> _YOUR OBJECTIVE_: Range to output from the entries below: the line containing "admin notifies every" through the line containing "Role::Child => match". Set it down exactly, ends included, nothing else.
╔══
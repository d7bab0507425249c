use axum::{Extension, Json, extract::State, http::StatusCode, response::IntoResponse};
use chrono::Utc;
use tracing::{info, warn};
use uuid::Uuid;

use hearth_db::Database;
use hearth_db::models::{NewAlert, UserRow};
use hearth_types::api::{AlertView, TriggerAlertRequest, TriggerAlertResponse};
use hearth_types::events::GatewayEvent;
use hearth_types::models::{Role, SessionUser};

use crate::error::{ApiError, ApiResult};
use crate::extract::ApiJson;
use crate::notify::NotifyTarget;
use crate::state::{AppState, AppStateInner};
use crate::views;

/// Raise an alert for the caller. Fails with a conflict while they already
/// have an active one.
///
/// The realtime `new-alert` goes out first; SMS/voice runs detached and can
/// neither fail nor delay the request.
pub async fn trigger(
    state: &AppStateInner,
    user: &SessionUser,
    req: TriggerAlertRequest,
) -> ApiResult<TriggerAlertResponse> {
    let Some(family) = user.family_id.clone() else {
        return Err(ApiError::Validation("Join a family before raising alerts.".into()));
    };
    if !valid_location(req.lat, req.lng) {
        return Err(ApiError::Validation("Location is out of range.".into()));
    }

    let caller = user.clone();
    let alert_id = Uuid::new_v4().to_string();
    let (alert, targets) = state
        .db(move |db| {
            let now = hearth_db::format_timestamp(Utc::now());
            let inserted = db.insert_alert(&NewAlert {
                id: &alert_id,
                triggered_by: &caller.id.to_string(),
                family_id: family.as_str(),
                lat: req.lat,
                lng: req.lng,
                created_at: &now,
            })?;
            if !inserted {
                return Err(ApiError::Conflict("You already have an active alert.".into()));
            }

            let row = db
                .get_alert(&alert_id)?
                .ok_or_else(|| anyhow::anyhow!("Alert not found after insert: {}", alert_id))?;
            let targets = notify_targets(db, &caller)?;
            Ok((views::alert_view(row)?, targets))
        })
        .await?;

    info!(
        "{} triggered alert {} at {},{}",
        user.name, alert.id, alert.location.lat, alert.location.lng
    );
    state
        .broadcaster
        .broadcast(&alert.family_id, GatewayEvent::NewAlert(alert.clone()));

    let notified_contacts = state.notifier.reachable(&targets);
    if notified_contacts == 0 {
        warn!(
            "Alert {} has no reachable emergency contacts ({} candidate(s))",
            alert.id,
            targets.len()
        );
    }
    tokio::spawn(state.notifier.notify(alert.clone(), targets));

    Ok(TriggerAlertResponse {
        alert,
        notified_contacts,
    })
}

/// Resolve the caller's own active alert.
pub async fn resolve(state: &AppStateInner, user: &SessionUser) -> ApiResult<AlertView> {
    let uid = user.id.to_string();
    let alert = state
        .db(move |db| {
            let now = hearth_db::format_timestamp(Utc::now());
            let row = db
                .resolve_active_alert(&uid, &now)?
                .ok_or_else(|| ApiError::NotFound("No active alert to resolve.".into()))?;
            Ok(views::alert_view(row)?)
        })
        .await?;

    info!("{} resolved alert {}", user.name, alert.id);
    state.broadcaster.broadcast(
        &alert.family_id,
        GatewayEvent::AlertResolved {
            alert_id: alert.id,
            resolved_by: user.name.clone(),
        },
    );
    Ok(alert)
}

/// Every alert of the caller's family, newest first.
pub async fn history(state: &AppStateInner, user: &SessionUser) -> ApiResult<Vec<AlertView>> {
    let Some(family) = user.family_id.clone() else {
        return Ok(vec![]);
    };

    state
        .db(move |db| {
            let alerts = db
                .get_family_alerts(family.as_str())?
                .into_iter()
                .map(views::alert_view)
                .collect::<anyhow::Result<Vec<_>>>()?;
            Ok(alerts)
        })
        .await
}

/// A child with a guardian notifies the guardian. An admin notifies every
/// child of the family.
fn notify_targets(db: &Database, user: &SessionUser) -> anyhow::Result<Vec<NotifyTarget>> {
    let rows: Vec<UserRow> = match user.role {
        Role::Child => match user.parent_id {
            Some(parent) => db.get_user_by_id(&parent.to_string())?.into_iter().collect(),
            None => vec![],
        },
        Role::Admin => match &user.family_id {
            Some(family) => db.get_family_children(family.as_str())?,
            None => vec![],
        },
    };

    rows.into_iter()
        .map(|row| {
            Ok(NotifyTarget {
                user_id: views::parse_uuid(&row.id)?,
                name: row.name,
                phone: row.phone.filter(|p| !p.trim().is_empty()),
            })
        })
        .collect()
}

fn valid_location(lat: f64, lng: f64) -> bool {
    lat.is_finite() && lng.is_finite() && (-90.0..=90.0).contains(&lat) && (-180.0..=180.0).contains(&lng)
}

// -- Handlers --

pub async fn post_trigger(
    State(state): State<AppState>,
    Extension(user): Extension<SessionUser>,
    ApiJson(req): ApiJson<TriggerAlertRequest>,
) -> ApiResult<impl IntoResponse> {
    let resp = trigger(&state, &user, req).await?;
    Ok((
        StatusCode::CREATED,
        Json(serde_json::json!({
            "success": true,
            "alert": resp.alert,
            "notifiedContacts": resp.notified_contacts,
        })),
    ))
}

pub async fn post_resolve(
    State(state): State<AppState>,
    Extension(user): Extension<SessionUser>,
) -> ApiResult<impl IntoResponse> {
    let alert = resolve(&state, &user).await?;
    Ok(Json(serde_json::json!({ "success": true, "alert": alert })))
}

pub async fn get_history(
    State(state): State<AppState>,
    Extension(user): Extension<SessionUser>,
) -> ApiResult<impl IntoResponse> {
    let alerts = history(&state, &user).await?;
    Ok(Json(serde_json::json!({ "success": true, "alerts": alerts })))
}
╚══
> _FINAL ANSWER_:
/// A child with a guardian notifies the guardian. An admin notifies every
/// child of the family.
fn notify_targets(db: &Database, user: &SessionUser) -> anyhow::Result<Vec<NotifyTarget>> {
    let rows: Vec<UserRow> = match user.role {
        Role::Child => match user.parent_id {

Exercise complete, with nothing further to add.